Baroness Blackstone is currently Chair of The British Library. She is also Chair of Orbit Housing Group, the British section of the Franco British Council, the British Lung Foundation and the Bar Standards Board. She stepped down as Vice Chancellor of the University of Greenwich in September 2011, as Trustee of the Royal Opera House in June 2014 and as Chair at Great Ormond Street Hospital in 2017.

She has published widely in academic journals and written a number of books, mainly on social and educational policy.

Tilak Devasher

Tilak Devasher is the author of ‘Pakistan: Courting the Abyss’ published in December 2016. A noted Pakistani commentator – Khaled Ahmed – termed it ‘easily the best book on Pakistan’. His second book- ‘Pakistan: At the Helm’ was formally launched in New Delhi on 30 July 2018. A Pakistani reviewer in Dawn has termed it as ‘a book that any future leader of Pakistan ought to have by their bedside, simply because it is the sum of all that has gone before.’ Both the books have been published by Harper Collins India.

Tilak retired as Special Secretary, Cabinet Secretariat, Government of India in October 2014. During his professional career he specialized in security issues, especially pertaining to India’s neighbourhood. Post retirement, he has continued to take a keen interest in such issues with special focus on Pakistan.

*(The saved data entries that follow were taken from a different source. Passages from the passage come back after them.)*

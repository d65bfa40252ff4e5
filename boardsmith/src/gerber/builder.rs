//! Fluent accumulator for Gerber command lists

use super::commands::GerberCommand;

#[derive(Debug, Clone, Default)]
pub struct GerberBuilder {
    commands: Vec<GerberCommand>,
}

impl GerberBuilder {
    pub fn new() -> Self {
        Self::default()
    }

    pub fn add(mut self, command: GerberCommand) -> Self {
        self.commands.push(command);
        self
    }

    pub fn add_all(mut self, commands: impl IntoIterator<Item = GerberCommand>) -> Self {
        self.commands.extend(commands);
        self
    }

    pub fn len(&self) -> usize {
        self.commands.len()
    }

    pub fn is_empty(&self) -> bool {
        self.commands.is_empty()
    }

    pub fn build(self) -> Vec<GerberCommand> {
        self.commands
    }
}
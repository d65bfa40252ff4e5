//! Element list to Gerber layers

use std::collections::BTreeMap;

use crate::elements::{Element, LayerRef, PadShape, PcbBoard, PcbTrace};

use super::apertures::{define_apertures_for_layer, find_aperture, next_aperture_number};
use super::builder::GerberBuilder;
use super::commands::{ApertureTemplateConfig, GerberCommand, GerberUnit, Polarity};
use super::GerberLayerName;

/// Stroke used for the board outline
pub const EDGE_CUTS_APERTURE_DIAMETER: f64 = 0.1;

fn header(layer: GerberLayerName) -> Vec<GerberCommand> {
    GerberBuilder::new()
        .add(GerberCommand::comment(format!(
            "Generated by boardsmith {}",
            env!("CARGO_PKG_VERSION")
        )))
        .add(GerberCommand::AddFileAttribute {
            attribute_name: "FileFunction".to_string(),
            attribute_value: layer.file_function(),
        })
        .add(GerberCommand::FormatSpecification)
        .add(GerberCommand::SetUnit {
            unit: GerberUnit::Mm,
        })
        .add(GerberCommand::SetLayerPolarity {
            polarity: Polarity::Dark,
        })
        .add(GerberCommand::SetLinearInterpolation)
        .build()
}

fn select(glayer: &mut Vec<GerberCommand>, template: &ApertureTemplateConfig) -> bool {
    match find_aperture(glayer, template) {
        Some(aperture_number) => {
            glayer.push(GerberCommand::SelectAperture { aperture_number });
            true
        }
        None => {
            tracing::warn!(%template, "No aperture defined, skipping");
            false
        }
    }
}

fn draw_trace(glayer: &mut Vec<GerberCommand>, trace: &PcbTrace, layer: LayerRef) {
    let points: Vec<_> = trace.route.iter().filter(|p| p.layer == layer).collect();
    let Some(first) = points.first() else {
        return;
    };
    if !select(
        glayer,
        &ApertureTemplateConfig::Circle {
            diameter: first.width,
        },
    ) {
        return;
    }
    glayer.push(GerberCommand::MoveOperation {
        x: first.x,
        y: first.y,
    });
    for point in &points[1..] {
        glayer.push(GerberCommand::PlotOperation {
            x: point.x,
            y: point.y,
        });
    }
}

fn flash(glayer: &mut Vec<GerberCommand>, template: ApertureTemplateConfig, x: f64, y: f64) {
    if select(glayer, &template) {
        glayer.push(GerberCommand::FlashOperation { x, y });
    }
}

fn copper_commands(glayer: &mut Vec<GerberCommand>, elements: &[Element], layer: LayerRef) {
    for element in elements {
        match element {
            Element::PcbSmtpad(pad) if pad.layer == layer => {
                let template = match pad.shape {
                    PadShape::Rect { width, height } => {
                        ApertureTemplateConfig::Rectangle {
                            x_size: width,
                            y_size: height,
                        }
                    }
                    PadShape::Circle { radius } => {
                        ApertureTemplateConfig::Circle {
                            diameter: radius * 2.0,
                        }
                    }
                };
                flash(glayer, template, pad.x, pad.y);
            }
            Element::PcbPlatedHole(hole) if hole.layers.contains(&layer) => flash(
                glayer,
                ApertureTemplateConfig::Circle {
                    diameter: hole.outer_diameter,
                },
                hole.x,
                hole.y,
            ),
            Element::PcbVia(via) if via.layers.contains(&layer) => flash(
                glayer,
                ApertureTemplateConfig::Circle {
                    diameter: via.outer_diameter,
                },
                via.x,
                via.y,
            ),
            Element::PcbTrace(trace) => draw_trace(glayer, trace, layer),
            _ => {}
        }
    }
}

fn silkscreen_commands(glayer: &mut Vec<GerberCommand>, elements: &[Element]) {
    for element in elements {
        match element {
            Element::PcbSilkscreenLine(line) if line.layer == LayerRef::Top => {
                let template = ApertureTemplateConfig::Circle {
                    diameter: line.stroke_width,
                };
                if select(glayer, &template) {
                    glayer.push(GerberCommand::MoveOperation {
                        x: line.x1,
                        y: line.y1,
                    });
                    glayer.push(GerberCommand::PlotOperation {
                        x: line.x2,
                        y: line.y2,
                    });
                }
            }
            Element::PcbSilkscreenText(text) => {
                tracing::debug!(text = %text.text, "Silkscreen text is not plotted");
            }
            _ => {}
        }
    }
}

fn outline_commands(glayer: &mut Vec<GerberCommand>, board: &PcbBoard) {
    let (hw, hh) = (board.width / 2.0, board.height / 2.0);
    let (cx, cy) = (board.center.x, board.center.y);
    let corners = [
        (cx - hw, cy - hh),
        (cx + hw, cy - hh),
        (cx + hw, cy + hh),
        (cx - hw, cy + hh),
        (cx - hw, cy - hh),
    ];
    glayer.push(GerberCommand::MoveOperation {
        x: corners[0].0,
        y: corners[0].1,
    });
    for &(x, y) in &corners[1..] {
        glayer.push(GerberCommand::PlotOperation { x, y });
    }
}

fn edge_cuts_commands(glayer: &mut Vec<GerberCommand>, elements: &[Element]) {
    let boards: Vec<&PcbBoard> = elements
        .iter()
        .filter_map(|element| match element {
            Element::PcbBoard(board) => Some(board),
            _ => None,
        })
        .collect();
    if boards.is_empty() {
        return;
    }
    let aperture_number = next_aperture_number(glayer);
    glayer.push(GerberCommand::DefineApertureTemplate {
        aperture_number,
        template: ApertureTemplateConfig::Circle {
            diameter: EDGE_CUTS_APERTURE_DIAMETER,
        },
    });
    glayer.push(GerberCommand::SelectAperture { aperture_number });
    for board in boards {
        outline_commands(glayer, board);
    }
}

/// Convert built elements into one command list per Gerber layer.
pub fn convert_elements_to_gerber_commands(
    elements: &[Element],
) -> BTreeMap<GerberLayerName, Vec<GerberCommand>> {
    let mut layers = BTreeMap::new();

    for layer in GerberLayerName::ALL {
        let mut glayer = header(layer);
        define_apertures_for_layer(&mut glayer, elements, layer);

        match layer {
            GerberLayerName::FCu | GerberLayerName::BCu => {
                if let Some(copper) = layer.copper_layer() {
                    copper_commands(&mut glayer, elements, copper);
                }
            }
            GerberLayerName::FSilkScreen => silkscreen_commands(&mut glayer, elements),
            GerberLayerName::EdgeCuts => edge_cuts_commands(&mut glayer, elements),
        }

        glayer.push(GerberCommand::EndOfFile);
        tracing::debug!(layer = %layer, commands = glayer.len(), "Converted Gerber layer");
        layers.insert(layer, glayer);
    }

    layers
}

pub fn stringify_gerber_commands(commands: &[GerberCommand]) -> String {
    let mut out = commands
        .iter()
        .map(GerberCommand::to_gerber_string)
        .collect::<Vec<_>>()
        .join("\n");
    out.push('\n');
    out
}

/// Render every layer to Gerber text.
pub fn stringify_gerber_command_layers(
    layers: &BTreeMap<GerberLayerName, Vec<GerberCommand>>,
) -> BTreeMap<GerberLayerName, String> {
    layers
        .iter()
        .map(|(name, commands)| (*name, stringify_gerber_commands(commands)))
        .collect()
}

#[cfg(test)]
mod tests {
    use super::*;
    use crate::elements::{PcbSmtpad, Point};

    fn elements() -> Vec<Element> {
        vec![
            Element::PcbSmtpad(PcbSmtpad {
                pcb_smtpad_id: "pcb_smtpad_0".into(),
                pcb_component_id: "pcb_component_0".into(),
                x: 1.0,
                y: 2.0,
                layer: LayerRef::Top,
                shape: PadShape::Rect {
                    width: 0.6,
                    height: 0.5,
                },
                port_hints: vec!["1".into()],
            }),
            Element::PcbBoard(PcbBoard {
                pcb_board_id: "pcb_board_0".into(),
                center: Point::new(0.0, 0.0),
                width: 10.0,
                height: 4.0,
                thickness: 1.2,
            }),
        ]
    }

    #[test]
    fn test_every_layer_present() {
        let layers = convert_elements_to_gerber_commands(&elements());
        assert_eq!(layers.len(), 4);
        for commands in layers.values() {
            assert_eq!(commands.last(), Some(&GerberCommand::EndOfFile));
        }
    }

    #[test]
    fn test_pad_flashed_on_top_copper() {
        let layers = convert_elements_to_gerber_commands(&elements());
        let text = stringify_gerber_commands(&layers[&GerberLayerName::FCu]);
        assert!(text.contains("%ADD10R,0.6X0.5*%"));
        assert!(text.contains("D10*\nX1000000Y2000000D03*"));
        assert!(text.contains("%TF.FileFunction,Copper,L1,Top*%"));

        let bottom = stringify_gerber_commands(&layers[&GerberLayerName::BCu]);
        assert!(!bottom.contains("D03*"));
    }

    #[test]
    fn test_board_outline_is_closed() {
        let layers = convert_elements_to_gerber_commands(&elements());
        let edge = &layers[&GerberLayerName::EdgeCuts];
        let plots = edge
            .iter()
            .filter(|c| matches!(c, GerberCommand::PlotOperation { .. }))
            .count();
        assert_eq!(plots, 4);
        assert!(edge.contains(&GerberCommand::MoveOperation { x: -5.0, y: -2.0 }));
        assert!(edge.contains(&GerberCommand::PlotOperation { x: -5.0, y: -2.0 }));
    }
}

He has served in J&K, Delhi and abroad.

Tilak has taken to writing after his superannuation. Apart from his books, he has written articles for the Economic Times, Indian Express, India Today, Vivekananda International Foundation, Indian National Security Review, USI, Catch News, Daily O and South Asia Monitor. He has also appeared on TV shows on India Today, Times Now, Rajya Sabha TV, Aaj Tak, Wion and CNBC.

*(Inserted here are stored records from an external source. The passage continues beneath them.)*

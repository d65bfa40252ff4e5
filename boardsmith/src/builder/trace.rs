//! Trace Builder
//!
//! A trace connects ports and nets by selector. Unlike other builders it
//! needs the elements its siblings already produced: selectors are resolved
//! against the `source_component` names, `source_port` names / pin numbers
//! and `source_net` names found there.

use crate::context::BuildContext;
use crate::core::BuildError;
use crate::elements::{
    Element, LayerRef, PcbRoutePoint, PcbTrace, Point, SchematicTrace, SchematicTraceEdge,
    SourceTrace,
};
use crate::units::Length;

use super::selector::{Endpoint, PortSelector, Target};
use super::BuilderType;

#[derive(Debug, Clone, Default)]
pub struct TraceBuilder {
    connections: Vec<Endpoint>,
    thickness: Option<Length>,
}

impl TraceBuilder {
    pub fn new() -> Self {
        Self::default()
    }

    pub fn builder_type(&self) -> BuilderType {
        BuilderType::Trace
    }

    pub fn connections(&self) -> &[Endpoint] {
        &self.connections
    }

    pub fn add_connection(&mut self, endpoint: impl Into<Endpoint>) -> &mut Self {
        self.connections.push(endpoint.into());
        self
    }

    pub fn add_connections<I, E>(&mut self, endpoints: I) -> &mut Self
    where
        I: IntoIterator<Item = E>,
        E: Into<Endpoint>,
    {
        self.connections
            .extend(endpoints.into_iter().map(Into::into));
        self
    }

    pub fn set_thickness(&mut self, thickness: impl Into<Length>) -> &mut Self {
        self.thickness = Some(thickness.into());
        self
    }

    /// Resolve every endpoint against `siblings` and emit the trace.
    ///
    /// Always emits a `source_trace`. When at least two endpoints are ports
    /// a `schematic_trace` and a `pcb_trace` follow.
    pub async fn build(
        &self,
        ctx: &BuildContext,
        siblings: &[Element],
    ) -> Result<Vec<Element>, BuildError> {
        if self.connections.len() < 2 {
            return Err(BuildError::InsufficientConnections {
                found: self.connections.len(),
            });
        }
        let targets = self
            .connections
            .iter()
            .map(Endpoint::parse)
            .collect::<Result<Vec<_>, _>>()?;
        let width = ctx.convert_opt(self.thickness.as_ref(), ctx.default_trace_width)?;

        let lookup = Lookup { elements: siblings };
        let mut ports = Vec::new();
        let mut net_ids = Vec::new();
        for target in &targets {
            match target {
                Target::Port { .. } => ports.push(lookup.port(target)?),
                Target::Net { name } => net_ids.push(lookup.net(target, name)?),
            }
        }

        let source_trace_id = ctx.get_id("source_trace");
        tracing::debug!(
            trace = %source_trace_id,
            ports = ports.len(),
            nets = net_ids.len(),
            "Resolved trace"
        );
        let mut elements = vec![Element::SourceTrace(SourceTrace {
            source_trace_id: source_trace_id.clone(),
            connected_source_port_ids: ports.iter().map(|p| p.source_port_id.clone()).collect(),
            connected_source_net_ids: net_ids,
        })];
        if ports.len() < 2 {
            return Ok(elements);
        }

        let edges = ports
            .windows(2)
            .map(|pair| SchematicTraceEdge {
                from: pair[0].schematic_center,
                to: pair[1].schematic_center,
                from_schematic_port_id: pair[0].schematic_port_id.clone(),
                to_schematic_port_id: pair[1].schematic_port_id.clone(),
            })
            .collect();
        elements.push(Element::SchematicTrace(SchematicTrace {
            schematic_trace_id: ctx.get_id("schematic_trace"),
            source_trace_id: source_trace_id.clone(),
            edges,
        }));

        let point = |at: Point, pcb_port_id: Option<String>| PcbRoutePoint {
            x: at.x,
            y: at.y,
            width,
            layer: LayerRef::Top,
            pcb_port_id,
        };
        let mut route = Vec::new();
        for (i, port) in ports.iter().enumerate() {
            let waypoints = lookup
                .hint_offsets(&port.source_port_id)
                .into_iter()
                .map(|o| point(Point::new(port.pcb_position.x + o.x, port.pcb_position.y + o.y), None));
            let landing = point(port.pcb_position, port.pcb_port_id.clone());
            if i == 0 {
                route.push(landing);
                route.extend(waypoints);
            } else {
                route.extend(waypoints);
                route.push(landing);
            }
        }
        elements.push(Element::PcbTrace(PcbTrace {
            pcb_trace_id: ctx.get_id("pcb_trace"),
            source_trace_id,
            route,
        }));
        Ok(elements)
    }
}

/// A port endpoint with everything routing needs.
struct ResolvedPort {
    source_port_id: String,
    schematic_port_id: Option<String>,
    schematic_center: Point,
    pcb_port_id: Option<String>,
    pcb_position: Point,
}

struct Lookup<'a> {
    elements: &'a [Element],
}

impl<'a> Lookup<'a> {
    fn port(&self, target: &Target) -> Result<ResolvedPort, BuildError> {
        let source_port_id = self.source_port_id(target)?;
        let schematic = self
            .elements
            .iter()
            .filter_map(Element::as_schematic_port)
            .find(|p| p.source_port_id == source_port_id);
        let pcb = self
            .elements
            .iter()
            .filter_map(Element::as_pcb_port)
            .find(|p| p.source_port_id == source_port_id);
        Ok(ResolvedPort {
            schematic_port_id: schematic.map(|p| p.schematic_port_id.clone()),
            schematic_center: schematic.map(|p| p.center).unwrap_or_default(),
            pcb_port_id: pcb.map(|p| p.pcb_port_id.clone()),
            pcb_position: pcb.map(|p| Point::new(p.x, p.y)).unwrap_or_default(),
            source_port_id,
        })
    }

    fn source_port_id(&self, target: &Target) -> Result<String, BuildError> {
        let (component, port) = match target {
            Target::Port { component, port } => (component, port),
            Target::Net { .. } => return Err(BuildError::InvalidSelector(target.to_string())),
        };
        let selector = target.to_string();

        let components: Vec<&str> = self
            .elements
            .iter()
            .filter_map(Element::as_source_component)
            .filter(|c| &c.name == component)
            .map(|c| c.source_component_id.as_str())
            .collect();
        let component_id = match components.as_slice() {
            [id] => *id,
            [] => {
                return Err(BuildError::UnresolvedPort {
                    selector,
                    reason: format!("no component named \"{}\"", component),
                })
            }
            many => {
                return Err(BuildError::AmbiguousPort {
                    selector,
                    matches: many.len(),
                    what: "components".to_string(),
                })
            }
        };

        let ports: Vec<&str> = self
            .elements
            .iter()
            .filter_map(Element::as_source_port)
            .filter(|p| p.source_component_id == component_id)
            .filter(|p| match port {
                PortSelector::Name(name) => &p.name == name,
                PortSelector::Index(pin) => p.pin_number == Some(*pin),
            })
            .map(|p| p.source_port_id.as_str())
            .collect();
        match ports.as_slice() {
            [id] => Ok(id.to_string()),
            [] => Err(BuildError::UnresolvedPort {
                selector,
                reason: format!("\"{}\" has no port \"{}\"", component, port),
            }),
            many => Err(BuildError::AmbiguousPort {
                selector,
                matches: many.len(),
                what: "ports".to_string(),
            }),
        }
    }

    fn net(&self, target: &Target, name: &str) -> Result<String, BuildError> {
        let nets: Vec<&str> = self
            .elements
            .iter()
            .filter_map(Element::as_source_net)
            .filter(|n| n.name == name)
            .map(|n| n.source_net_id.as_str())
            .collect();
        match nets.as_slice() {
            [id] => Ok(id.to_string()),
            [] => Err(BuildError::UnresolvedPort {
                selector: target.to_string(),
                reason: format!("no net named \"{}\"", name),
            }),
            many => Err(BuildError::AmbiguousPort {
                selector: target.to_string(),
                matches: many.len(),
                what: "nets".to_string(),
            }),
        }
    }

    /// Offsets of every sibling hint that resolves to `source_port_id`.
    fn hint_offsets(&self, source_port_id: &str) -> Vec<Point> {
        self.elements
            .iter()
            .filter_map(Element::as_pcb_trace_hint)
            .filter(|hint| {
                let resolved = hint
                    .for_port
                    .parse::<Target>()
                    .and_then(|t| self.source_port_id(&t));
                match resolved {
                    Ok(id) => id == source_port_id,
                    Err(e) => {
                        tracing::debug!(hint = %hint.pcb_trace_hint_id, error = %e, "Skipping unresolved trace hint");
                        false
                    }
                }
            })
            .flat_map(|hint| hint.offsets.iter().copied())
            .collect()
    }
}

#[cfg(test)]
mod tests {
    use super::*;
    use crate::builder::{Buildable, ComponentBuilder, ComponentKind, NetBuilder, TraceHintBuilder};

    async fn resistors(ctx: &BuildContext, names: &[&str]) -> Vec<Element> {
        let mut elements = Vec::new();
        for (i, name) in names.iter().enumerate() {
            let mut r = ComponentBuilder::new(ComponentKind::Resistor);
            r.set_name(*name)
                .set_resistance(1000.0)
                .set_footprint("0402")
                .set_pcb_center(i as f64 * 5.0, 0.0);
            elements.extend(r.build(ctx).await.unwrap());
        }
        elements
    }

    #[tokio::test]
    async fn test_connects_two_ports() {
        let ctx = BuildContext::default();
        let siblings = resistors(&ctx, &["R1", "R2"]).await;
        let mut trace = TraceBuilder::new();
        trace.add_connections([".R1 > .negative", "R2.positive"]);
        let elements = trace.build(&ctx, &siblings).await.unwrap();

        let types: Vec<_> = elements.iter().map(Element::element_type).collect();
        assert_eq!(types, vec!["source_trace", "schematic_trace", "pcb_trace"]);
        let source = elements[0].as_source_trace().unwrap();
        assert_eq!(source.connected_source_port_ids, vec!["source_port_1", "source_port_2"]);
        match &elements[2] {
            Element::PcbTrace(pcb) => {
                assert_eq!(pcb.route.len(), 2);
                assert_eq!(pcb.width(), Some(0.15));
                assert_eq!(pcb.route[0].pcb_port_id.as_deref(), Some("pcb_port_1"));
            }
            other => panic!("Expected pcb_trace, got {:?}", other),
        }
    }

    #[tokio::test]
    async fn test_pin_number_and_thickness() {
        let ctx = BuildContext::default();
        let siblings = resistors(&ctx, &["R1", "R2"]).await;
        let mut trace = TraceBuilder::new();
        trace
            .add_connection(".R1 > .2")
            .add_connection(".R2 > .1")
            .set_thickness("0.5mm");
        let elements = trace.build(&ctx, &siblings).await.unwrap();
        let source = elements[0].as_source_trace().unwrap();
        assert_eq!(source.connected_source_port_ids, vec!["source_port_1", "source_port_2"]);
        match &elements[2] {
            Element::PcbTrace(pcb) => assert_eq!(pcb.width(), Some(0.5)),
            other => panic!("Expected pcb_trace, got {:?}", other),
        }
    }

    #[tokio::test]
    async fn test_unresolved_and_ambiguous() {
        let ctx = BuildContext::default();
        let siblings = resistors(&ctx, &["R1", "R1"]).await;

        let mut missing = TraceBuilder::new();
        missing.add_connections([".R9 > .positive", ".R1 > .negative"]);
        assert!(matches!(
            missing.build(&ctx, &siblings).await,
            Err(BuildError::UnresolvedPort { .. })
        ));

        let mut ambiguous = TraceBuilder::new();
        ambiguous.add_connections([".R1 > .positive", ".R1 > .negative"]);
        match ambiguous.build(&ctx, &siblings).await {
            Err(BuildError::AmbiguousPort { matches, what, .. }) => {
                assert_eq!(matches, 2);
                assert_eq!(what, "components");
            }
            other => panic!("Expected AmbiguousPort, got {:?}", other),
        }
    }

    #[tokio::test]
    async fn test_needs_two_connections() {
        let mut trace = TraceBuilder::new();
        trace.add_connection(".R1 > .positive");
        assert!(matches!(
            trace.build(&BuildContext::default(), &[]).await,
            Err(BuildError::InsufficientConnections { found: 1 })
        ));
    }

    #[tokio::test]
    async fn test_port_to_net_emits_source_trace_only() {
        let ctx = BuildContext::default();
        let mut siblings = resistors(&ctx, &["R1"]).await;
        let mut gnd = NetBuilder::new();
        gnd.set_name("GND");
        siblings.extend(gnd.build(&ctx).await.unwrap());

        let mut trace = TraceBuilder::new();
        trace.add_connections([".R1 > .negative", "net.GND"]);
        let elements = trace.build(&ctx, &siblings).await.unwrap();
        assert_eq!(elements.len(), 1);
        let source = elements[0].as_source_trace().unwrap();
        assert_eq!(source.connected_source_net_ids, vec!["source_net_0"]);
    }

    #[tokio::test]
    async fn test_hint_waypoints() {
        let ctx = BuildContext::default();
        let mut siblings = resistors(&ctx, &["R1", "R2"]).await;
        let mut hint = TraceHintBuilder::new();
        hint.set_for_port(".R2 > .positive").add_offset(0.0, 2.0);
        siblings.extend(hint.build(&ctx).await.unwrap());

        let mut trace = TraceBuilder::new();
        trace.add_connections([".R1 > .negative", ".R2 > .positive"]);
        let elements = trace.build(&ctx, &siblings).await.unwrap();
        match &elements[2] {
            Element::PcbTrace(pcb) => {
                assert_eq!(pcb.route.len(), 3);
                let last = &pcb.route[2];
                let waypoint = &pcb.route[1];
                assert!(waypoint.pcb_port_id.is_none());
                assert_eq!(waypoint.x, last.x);
                assert!((waypoint.y - (last.y + 2.0)).abs() < 1e-9);
            }
            other => panic!("Expected pcb_trace, got {:?}", other),
        }
    }
}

Tilak is an alumnus of Mayo College, Ajmer and St. Stephen’s College, Delhi. He is married and has a son and daughter.

Zareer Masani

Zareer Masani is the author of Macaulay:Britain’s Liberal Imperialist (Bodley Head, 2013).  He has an Oxford history doctorate and is the author of several historical books, including a biography of Indira Gandhi.  He has also written a widely acclaimed family memoir, And All Is Said: Memoir of a Home Divided (Penguin, 2013)

 Zareer spent two decades as a current affairs producer for BBC Radio 4 and is now a freelance historian and broadcaster.  His particular areas of interest include the British Empire, and he is currently researching a book on Indo-British partnership under the Raj.